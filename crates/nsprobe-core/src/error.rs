//! Error types for namespace and probe operations.

use serde::{Deserialize, Serialize};
use thiserror::Error;

/// Classified failure returned by the object namespace primitives.
///
/// Callers branch on the variant rather than on raw status codes.
#[derive(Debug, Clone, PartialEq, Eq, Error)]
pub enum ObjectError {
    /// The path does not exist, or exists but is not of the requested type.
    #[error("Object not found: {path}")]
    NotFound { path: String },

    /// The security check on the object failed.
    #[error("Access denied: {path}")]
    AccessDenied { path: String },

    /// The object has no create/open handler.
    #[error("Invalid function: {path}")]
    NoCreateHandler { path: String },

    /// Any other failure.
    #[error("{message}")]
    Failed {
        path: String,
        status: Option<u32>,
        message: String,
    },
}

impl ObjectError {
    /// Create an unclassified failure.
    pub fn failed(path: impl Into<String>, message: impl Into<String>) -> Self {
        Self::Failed {
            path: path.into(),
            status: None,
            message: message.into(),
        }
    }

    /// Path the failure relates to.
    pub fn path(&self) -> &str {
        match self {
            Self::NotFound { path }
            | Self::AccessDenied { path }
            | Self::NoCreateHandler { path }
            | Self::Failed { path, .. } => path,
        }
    }

    /// Check if this is a not-found condition.
    pub fn is_not_found(&self) -> bool {
        matches!(self, Self::NotFound { .. })
    }

    /// Check if this failure is an expected outcome of an access probe.
    pub fn is_expected_denial(&self) -> bool {
        matches!(self, Self::AccessDenied { .. } | Self::NoCreateHandler { .. })
    }
}

/// Fatal errors that abort a scan before it starts.
#[derive(Debug, Error)]
pub enum ScanError {
    /// Invalid configuration.
    #[error("Invalid configuration: {message}")]
    InvalidConfig { message: String },

    /// The name list file could not be read.
    #[error("Cannot read name list {path}: {source}")]
    NameList {
        path: std::path::PathBuf,
        #[source]
        source: std::io::Error,
    },

    /// The security context could not be prepared.
    #[error("Cannot prepare security context: {message}")]
    SecurityContext { message: String },

    /// The object namespace is not available on this platform.
    #[error("{message}")]
    Unsupported { message: String },
}

/// Kind of scan warning.
#[derive(Debug, Clone, Copy, PartialEq, Eq, Serialize, Deserialize)]
pub enum WarningKind {
    /// A queued directory could not be opened.
    DirectoryOpen,
    /// A probe failed for an unexpected reason.
    Probe,
}

/// Non-fatal diagnostic encountered during a scan.
#[derive(Debug, Clone, PartialEq, Eq, Serialize, Deserialize)]
pub struct ScanWarning {
    /// Path where the failure occurred.
    pub path: String,
    /// Human-readable message.
    pub message: String,
    /// Kind of warning.
    pub kind: WarningKind,
}

impl ScanWarning {
    /// Create a new scan warning.
    pub fn new(path: impl Into<String>, message: impl Into<String>, kind: WarningKind) -> Self {
        Self {
            path: path.into(),
            message: message.into(),
            kind,
        }
    }

    /// Create a directory open warning.
    pub fn directory_open(path: impl Into<String>, error: &ObjectError) -> Self {
        Self::new(path, error.to_string(), WarningKind::DirectoryOpen)
    }

    /// Create a probe failure warning.
    pub fn probe(path: impl Into<String>, message: impl Into<String>) -> Self {
        Self::new(path, message, WarningKind::Probe)
    }
}

impl std::fmt::Display for ScanWarning {
    fn fmt(&self, f: &mut std::fmt::Formatter<'_>) -> std::fmt::Result {
        write!(f, "Error opening {}: {}", self.path, self.message)
    }
}

#[cfg(test)]
mod tests {
    use super::*;

    #[test]
    fn test_expected_denial() {
        assert!(ObjectError::AccessDenied { path: "\\Device\\A".into() }.is_expected_denial());
        assert!(ObjectError::NoCreateHandler { path: "\\Device\\A".into() }.is_expected_denial());
        assert!(!ObjectError::NotFound { path: "\\Device\\A".into() }.is_expected_denial());
        assert!(!ObjectError::failed("\\Device\\A", "boom").is_expected_denial());
    }

    #[test]
    fn test_error_path() {
        let err = ObjectError::failed("\\Device\\A", "sharing violation");
        assert_eq!(err.path(), "\\Device\\A");
        assert_eq!(err.to_string(), "sharing violation");
    }

    #[test]
    fn test_warning_display() {
        let warning = ScanWarning::probe("\\Device\\A", "sharing violation");
        assert_eq!(warning.kind, WarningKind::Probe);
        assert_eq!(warning.to_string(), "Error opening \\Device\\A: sharing violation");
    }
}
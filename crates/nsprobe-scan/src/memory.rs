//! In-memory object namespace.
//!
//! [`MemoryNamespace`] models directories, devices and symbolic links
//! with configurable access results, so the scan engine can be driven
//! without touching the real object manager. [`MemoryContext`] counts
//! impersonation scopes.

use std::cell::{Cell, RefCell};

use indexmap::IndexMap;

use nsprobe_core::path::{self, ROOT, SEPARATOR};
use nsprobe_core::{
    AccessIntent, EntryKind, NamespaceDirectory, NamespaceEntry, ObjectError, ObjectNamespace,
    OpenMode, SecurityContext,
};

const MAX_LINK_HOPS: usize = 32;

/// Result of opening a device in the in-memory namespace.
#[derive(Debug, Clone, PartialEq, Eq)]
pub enum MemoryAccess {
    /// The open succeeds.
    Granted,
    /// The open fails the access check.
    Denied,
    /// The device has no create handler.
    NoHandler,
    /// The open fails with the given message.
    Fail(String),
}

impl MemoryAccess {
    fn to_result(&self, path: &str) -> Result<(), ObjectError> {
        match self {
            MemoryAccess::Granted => Ok(()),
            MemoryAccess::Denied => Err(ObjectError::AccessDenied { path: path.to_string() }),
            MemoryAccess::NoHandler => Err(ObjectError::NoCreateHandler { path: path.to_string() }),
            MemoryAccess::Fail(message) => Err(ObjectError::failed(path, message.clone())),
        }
    }
}

#[derive(Debug, Clone)]
enum Node {
    Directory { failure: Option<String> },
    Device { direct: MemoryAccess, namespace: MemoryAccess },
    Symlink { target: Option<String> },
    Other { type_name: String },
}

impl Node {
    fn type_name(&self) -> &str {
        match self {
            Node::Directory { .. } => "Directory",
            Node::Device { .. } => "Device",
            Node::Symlink { .. } => "SymbolicLink",
            Node::Other { type_name } => type_name,
        }
    }
}

/// A resolved lookup: the object reached and any components left over
/// after reaching a device.
struct Resolved {
    key: String,
    remaining: usize,
}

/// An object namespace held in memory.
#[derive(Debug)]
pub struct MemoryNamespace {
    /// Normalized path -> (display path, node).
    nodes: IndexMap<String, (String, Node)>,
    listings: RefCell<Vec<String>>,
    opens: RefCell<Vec<String>>,
}

impl MemoryNamespace {
    /// Create a namespace containing only the root directory.
    pub fn new() -> Self {
        let mut nodes = IndexMap::new();
        nodes.insert(
            path::normalize(ROOT),
            (ROOT.to_string(), Node::Directory { failure: None }),
        );
        Self {
            nodes,
            listings: RefCell::new(Vec::new()),
            opens: RefCell::new(Vec::new()),
        }
    }

    /// Add a directory.
    pub fn directory(self, path: &str) -> Self {
        self.insert(path, Node::Directory { failure: None })
    }

    /// Add a directory whose open fails with `message`.
    pub fn failing_directory(self, path: &str, message: &str) -> Self {
        self.insert(
            path,
            Node::Directory {
                failure: Some(message.to_string()),
            },
        )
    }

    /// Add a device that grants every open.
    pub fn device(self, path: &str) -> Self {
        self.device_with(path, MemoryAccess::Granted, MemoryAccess::Granted)
    }

    /// Add a device with separate results for the direct path and for
    /// paths with trailing components.
    pub fn device_with(self, path: &str, direct: MemoryAccess, namespace: MemoryAccess) -> Self {
        self.insert(path, Node::Device { direct, namespace })
    }

    /// Add a symbolic link.
    pub fn symlink(self, path: &str, target: &str) -> Self {
        self.insert(
            path,
            Node::Symlink {
                target: Some(target.to_string()),
            },
        )
    }

    /// Add a symbolic link whose target cannot be read.
    pub fn unreadable_symlink(self, path: &str) -> Self {
        self.insert(path, Node::Symlink { target: None })
    }

    /// Add an object of some other type.
    pub fn other(self, path: &str, type_name: &str) -> Self {
        self.insert(
            path,
            Node::Other {
                type_name: type_name.to_string(),
            },
        )
    }

    /// Canonical paths of every directory listed so far, in order.
    pub fn listings(&self) -> Vec<String> {
        self.listings.borrow().clone()
    }

    /// Every path passed to `open_object` so far, in order.
    pub fn opens(&self) -> Vec<String> {
        self.opens.borrow().clone()
    }

    fn insert(mut self, full_path: &str, node: Node) -> Self {
        if let Some(parent) = path::parent(full_path) {
            if !self.nodes.contains_key(&path::normalize(parent)) {
                self = self.directory(parent);
            }
        }
        self.nodes
            .insert(path::normalize(full_path), (full_path.to_string(), node));
        self
    }

    fn node(&self, key: &str) -> Option<&(String, Node)> {
        self.nodes.get(key)
    }

    /// Walk `full_path` component by component, following symbolic links
    /// and stopping early when a device is reached.
    fn resolve(&self, full_path: &str) -> Result<Resolved, ObjectError> {
        if !full_path.starts_with(SEPARATOR) {
            return Err(ObjectError::NotFound {
                path: full_path.to_string(),
            });
        }

        let mut current: String = full_path.to_string();
        for _ in 0..MAX_LINK_HOPS {
            let components: Vec<&str> = current.split(SEPARATOR).filter(|c| !c.is_empty()).collect();
            let mut dir = ROOT.to_string();
            let mut redirected = None;

            for (idx, component) in components.iter().enumerate() {
                let candidate = path::join(&dir, component);
                let key = path::normalize(&candidate);
                let Some((display, node)) = self.node(&key) else {
                    return Err(ObjectError::NotFound {
                        path: full_path.to_string(),
                    });
                };

                match node {
                    Node::Symlink { target: Some(target) } => {
                        let rest = &components[idx + 1..];
                        redirected = Some(rest.iter().fold(target.clone(), |acc, c| path::join(&acc, c)));
                        break;
                    }
                    Node::Directory { .. } => dir = display.clone(),
                    _ => {
                        return Ok(Resolved {
                            key,
                            remaining: components.len() - idx - 1,
                        });
                    }
                }
            }

            match redirected {
                Some(next) => current = next,
                None => {
                    return Ok(Resolved {
                        key: path::normalize(&dir),
                        remaining: 0,
                    });
                }
            }
        }

        Err(ObjectError::failed(full_path, "Too many symbolic links"))
    }

    fn children(&self, dir: &str) -> Vec<NamespaceEntry> {
        let dir_key = path::normalize(dir);
        self.nodes
            .values()
            .filter(|(display, _)| {
                display != ROOT
                    && path::parent(display).is_some_and(|p| path::normalize(p) == dir_key)
            })
            .map(|(display, node)| {
                NamespaceEntry::new(dir, path::file_name(display), EntryKind::from_type_name(node.type_name()))
            })
            .collect()
    }
}

impl Default for MemoryNamespace {
    fn default() -> Self {
        Self::new()
    }
}

impl ObjectNamespace for MemoryNamespace {
    fn open_directory(&self, full_path: &str) -> Result<NamespaceDirectory, ObjectError> {
        let resolved = self.resolve(full_path)?;
        let not_found = || ObjectError::NotFound {
            path: full_path.to_string(),
        };

        if resolved.remaining > 0 {
            return Err(not_found());
        }
        let Some((display, node)) = self.node(&resolved.key) else {
            return Err(not_found());
        };

        match node {
            Node::Directory { failure: Some(message) } => Err(ObjectError::failed(full_path, message.clone())),
            Node::Directory { failure: None } => {
                self.listings.borrow_mut().push(display.clone());
                // Listing order is insertion order; callers sort.
                Ok(NamespaceDirectory {
                    full_path: display.clone(),
                    entries: self.children(display),
                })
            }
            _ => Err(not_found()),
        }
    }

    fn read_symlink(&self, full_path: &str) -> Result<String, ObjectError> {
        match self.node(&path::normalize(full_path)) {
            Some((_, Node::Symlink { target: Some(target) })) => Ok(target.clone()),
            Some((_, Node::Symlink { target: None })) => Err(ObjectError::AccessDenied {
                path: full_path.to_string(),
            }),
            _ => Err(ObjectError::NotFound {
                path: full_path.to_string(),
            }),
        }
    }

    fn open_object(&self, full_path: &str, _access: AccessIntent, _mode: OpenMode) -> Result<(), ObjectError> {
        self.opens.borrow_mut().push(full_path.to_string());

        let resolved = self.resolve(full_path)?;
        match self.node(&resolved.key) {
            Some((_, Node::Device { direct, namespace })) => {
                if resolved.remaining == 0 {
                    direct.to_result(full_path)
                } else {
                    namespace.to_result(full_path)
                }
            }
            _ => Err(ObjectError::NotFound {
                path: full_path.to_string(),
            }),
        }
    }
}

/// A security context that counts impersonation scopes.
#[derive(Debug, Default)]
pub struct MemoryContext {
    active: Cell<usize>,
    acquired: Cell<usize>,
    fail: bool,
}

impl MemoryContext {
    /// Create a context whose impersonation always succeeds.
    pub fn new() -> Self {
        Self::default()
    }

    /// Create a context whose impersonation always fails.
    pub fn failing() -> Self {
        Self {
            fail: true,
            ..Self::default()
        }
    }

    /// Number of impersonation scopes currently open.
    pub fn active(&self) -> usize {
        self.active.get()
    }

    /// Number of impersonation scopes opened in total.
    pub fn acquired(&self) -> usize {
        self.acquired.get()
    }
}

/// Guard returned by [`MemoryContext::impersonate`].
#[derive(Debug)]
pub struct MemoryGuard<'a> {
    context: &'a MemoryContext,
}

impl Drop for MemoryGuard<'_> {
    fn drop(&mut self) {
        self.context.active.set(self.context.active.get() - 1);
    }
}

impl SecurityContext for MemoryContext {
    type Guard<'a> = MemoryGuard<'a>;

    fn impersonate(&self) -> Result<Self::Guard<'_>, ObjectError> {
        if self.fail {
            return Err(ObjectError::failed("", "Cannot impersonate token"));
        }
        self.active.set(self.active.get() + 1);
        self.acquired.set(self.acquired.get() + 1);
        Ok(MemoryGuard { context: self })
    }
}

#[cfg(test)]
mod tests {
    use super::*;

    fn sample() -> MemoryNamespace {
        MemoryNamespace::new()
            .device("\\Device\\Null")
            .device_with("\\Device\\Beep", MemoryAccess::Denied, MemoryAccess::Granted)
            .symlink("\\GLOBAL??\\NUL", "\\Device\\Null")
            .symlink("\\GLOBAL??\\GLOBALROOT", "")
    }

    #[test]
    fn test_parents_created() {
        let ns = sample();
        let root = ns.open_directory("\\").unwrap();
        let mut names: Vec<String> = root.entries.iter().map(|e| e.name.to_string()).collect();
        names.sort();
        assert_eq!(names, vec!["Device", "GLOBAL??"]);
    }

    #[test]
    fn test_open_directory_through_symlink() {
        let ns = sample();
        let dir = ns.open_directory("\\GLOBAL??\\GLOBALROOT\\Device").unwrap();
        assert_eq!(dir.full_path, "\\Device");
        assert_eq!(dir.entries.len(), 2);
    }

    #[test]
    fn test_open_directory_not_found() {
        let ns = sample();
        assert!(ns.open_directory("\\Nope").unwrap_err().is_not_found());
        // Devices are not directories
        assert!(ns.open_directory("\\Device\\Null").unwrap_err().is_not_found());
    }

    #[test]
    fn test_open_object_direct_and_namespace() {
        let ns = sample();
        let read = AccessIntent::Read;
        let file = OpenMode::File;

        assert!(ns.open_object("\\Device\\Null", read, file).is_ok());
        assert!(matches!(
            ns.open_object("\\Device\\Beep", read, file),
            Err(ObjectError::AccessDenied { .. })
        ));
        assert!(ns.open_object("\\Device\\Beep\\xyzzy", read, file).is_ok());
        assert!(ns.open_object("\\GLOBAL??\\NUL", read, file).is_ok());
        assert_eq!(ns.opens().len(), 4);
    }

    #[test]
    fn test_context_guard_counts() {
        let context = MemoryContext::new();
        {
            let _guard = context.impersonate().unwrap();
            assert_eq!(context.active(), 1);
        }
        assert_eq!(context.active(), 0);
        assert_eq!(context.acquired(), 1);
        assert!(MemoryContext::failing().impersonate().is_err());
    }
}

**PROBLEM REQUIREMENTS**
Go line by line through the material above and return each one that includes "collect".

**ANSWER TO THIS PROBLEM**
            let components: Vec<&str> = current.split(SEPARATOR).filter(|c| !c.is_empty()).collect();
            .collect()
        let mut names: Vec<String> = root.entries.iter().map(|e| e.name.to_string()).collect();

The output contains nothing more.